И слово «топорник», и фамилия Ершов ассоциировались с лохматым человеком, в седой, курчавой, как львиная грива, бороде которого застряли древесные стружки. В моем представлении всклокоченный Антип стоял посреди поверженных бревен с блуждающим взглядом голубых, выцветших глаз и, точно на пожарище, размахивал в воздухе топором.
Увидеть Антипа Ермилыча мне пришлось в декабре тридцать пятого года в городе Горьком, на выставке хохломских и городецких изделий. Здесь, на слете мастеров Горьковского края, собрались преимущественно художники народной росписи. Из резчиков присутствовал один Ершов.
Неслышно ступая по паркету, он вошел в залу. В нем не было и следа взъерошенности, не оказалось у него ни голубых глаз, ни размашистых движений. На нем — длиннополый, коричневый, старого покроя и очень добротного материала пиджак. Он костляв, худ и по-стариковски поднимает плечи. Голова его как бы облита черными, длинными и прямыми волосами, которые переходят в маслянистую, растущую от самых скул бороду. Древний раскольничий лик перерезан чертой густых бровей. В провалах глазниц искрится темный проницательный взгляд.

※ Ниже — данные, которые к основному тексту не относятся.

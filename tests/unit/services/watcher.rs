use super::*;
use notify::event::RemoveKind;
use std::sync::Arc;

fn index() -> EntryIndex {
    EntryIndex::build(&[Arc::new(Entry::dir(
        "/ws",
        vec![
            Entry::file("/ws/a.md"),
            Entry::dir("/ws/folder", vec![Entry::file("/ws/folder/b.md")]),
            Entry::dir("/ws/archive", Vec::new()),
        ],
    ))])
}

fn event(kind: EventKind, paths: &[&str]) -> notify::Event {
    notify::Event {
        kind,
        paths: paths.iter().map(PathBuf::from).collect(),
        attrs: Default::default(),
    }
}

#[test]
fn create_folder_event_becomes_created_directory() {
    let events = mutation_events(
        [event(EventKind::Create(CreateKind::Folder), &["/ws/new"])],
        &index(),
    );
    assert_eq!(
        events,
        vec![MutationEvent::Created {
            parent_path: "/ws".to_string(),
            entry: Entry::dir("/ws/new", Vec::new()),
        }]
    );
}

#[test]
fn create_file_event_becomes_created_file() {
    let events = mutation_events(
        [event(EventKind::Create(CreateKind::File), &["/ws/folder/c.md"])],
        &index(),
    );
    assert_eq!(
        events,
        vec![MutationEvent::Created {
            parent_path: "/ws/folder".to_string(),
            entry: Entry::file("/ws/folder/c.md"),
        }]
    );
}

#[test]
fn remove_event_groups_paths_into_one_deletion() {
    let events = mutation_events(
        [event(
            EventKind::Remove(RemoveKind::Any),
            &["/ws/a.md", "/ws/folder"],
        )],
        &index(),
    );
    assert_eq!(
        events,
        vec![MutationEvent::Deleted {
            paths: vec!["/ws/a.md".to_string(), "/ws/folder".to_string()],
        }]
    );
}

#[test]
fn rename_within_same_parent_is_a_rename() {
    let events = mutation_events(
        [event(
            EventKind::Modify(ModifyKind::Name(RenameMode::Both)),
            &["/ws/folder", "/ws/renamed"],
        )],
        &index(),
    );
    assert_eq!(
        events,
        vec![MutationEvent::Renamed {
            old_path: "/ws/folder".to_string(),
            new_path: "/ws/renamed".to_string(),
            is_directory: true,
            new_name: "renamed".to_string(),
        }]
    );
}

#[test]
fn rename_across_parents_is_a_move() {
    let events = mutation_events(
        [event(
            EventKind::Modify(ModifyKind::Name(RenameMode::Both)),
            &["/ws/a.md", "/ws/archive/a.md"],
        )],
        &index(),
    );
    assert_eq!(
        events,
        vec![MutationEvent::Moved {
            source_path: "/ws/a.md".to_string(),
            destination_dir_path: "/ws/archive".to_string(),
            new_path: "/ws/archive/a.md".to_string(),
            is_directory: false,
        }]
    );
}

fn tracked(kind: EventKind, path: &str, tracker: usize) -> notify::Event {
    notify::Event::new(kind)
        .add_path(PathBuf::from(path))
        .set_tracker(tracker)
}

#[test]
fn rename_triple_from_inotify_becomes_one_directory_rename() {
    let events = mutation_events(
        [
            tracked(
                EventKind::Modify(ModifyKind::Name(RenameMode::From)),
                "/ws/folder",
                7,
            ),
            tracked(
                EventKind::Modify(ModifyKind::Name(RenameMode::To)),
                "/ws/renamed",
                7,
            ),
            event(
                EventKind::Modify(ModifyKind::Name(RenameMode::Both)),
                &["/ws/folder", "/ws/renamed"],
            )
            .set_tracker(7),
        ],
        &index(),
    );
    assert_eq!(
        events,
        vec![MutationEvent::Renamed {
            old_path: "/ws/folder".to_string(),
            new_path: "/ws/renamed".to_string(),
            is_directory: true,
            new_name: "renamed".to_string(),
        }]
    );
}

#[test]
fn rename_halves_pair_by_tracker_across_interleaved_events() {
    let events = mutation_events(
        [
            tracked(
                EventKind::Modify(ModifyKind::Name(RenameMode::From)),
                "/ws/a.md",
                1,
            ),
            event(EventKind::Create(CreateKind::File), &["/ws/new.md"]),
            tracked(
                EventKind::Modify(ModifyKind::Name(RenameMode::To)),
                "/ws/archive/a.md",
                1,
            ),
        ],
        &index(),
    );
    assert_eq!(
        events,
        vec![
            MutationEvent::Created {
                parent_path: "/ws".to_string(),
                entry: Entry::file("/ws/new.md"),
            },
            MutationEvent::Moved {
                source_path: "/ws/a.md".to_string(),
                destination_dir_path: "/ws/archive".to_string(),
                new_path: "/ws/archive/a.md".to_string(),
                is_directory: false,
            },
        ]
    );
}

#[test]
fn unpaired_rename_halves_degrade_to_delete_and_create() {
    let events = mutation_events(
        [
            tracked(
                EventKind::Modify(ModifyKind::Name(RenameMode::From)),
                "/ws/a.md",
                3,
            ),
            tracked(
                EventKind::Modify(ModifyKind::Name(RenameMode::To)),
                "/ws/z.md",
                4,
            ),
        ],
        &index(),
    );
    assert_eq!(
        events,
        vec![
            MutationEvent::Created {
                parent_path: "/ws".to_string(),
                entry: Entry::file("/ws/z.md"),
            },
            MutationEvent::Deleted {
                paths: vec!["/ws/a.md".to_string()],
            },
        ]
    );
}

#[test]
fn ignored_names_are_dropped() {
    let index = index();
    assert!(mutation_events(
        [event(EventKind::Create(CreateKind::File), &["/ws/.DS_Store"])],
        &index,
    )
    .is_empty());
    assert!(mutation_events(
        [event(EventKind::Remove(RemoveKind::Any), &["/ws/.git/index"])],
        &index,
    )
    .is_empty());
}

#[test]
fn content_modifications_are_not_mutations() {
    let events = mutation_events(
        [event(
            EventKind::Modify(ModifyKind::Data(notify::event::DataChange::Content)),
            &["/ws/a.md"],
        )],
        &index(),
    );
    assert!(events.is_empty());
}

Я подошел поздороваться. Ершов подал костлявую широкую руку и раздумчиво произнес:
– Здравствуйте.
– Как жизнь, работа? — осведомился я.
– Вот, видишь, на завещание нас вызвали. Хотят премии давать, – сообщил он. Затем, бесшумно шагнув вплотную ко мне и таинственно озираясь по сторонам глубоко запавшими карими глазами, он зашептал: — Ну как, глядел ли мои вещи?.. Тут они стоят. Только лачены под Хохлому и виду в них настоящего нету…
Осиновых драконов Антипа Ершова, его ковши с конем-зверем, которого держит на деревянной цепи монументальная фигура ездока, его женщин у колодца с подвешенными к коромыслу на таких же деревянных цепях ведрами, его традиционные братины, ендовы, скобкари и причудливые уполовники знают не только у нас в Союзе, но и далеко за рубежом.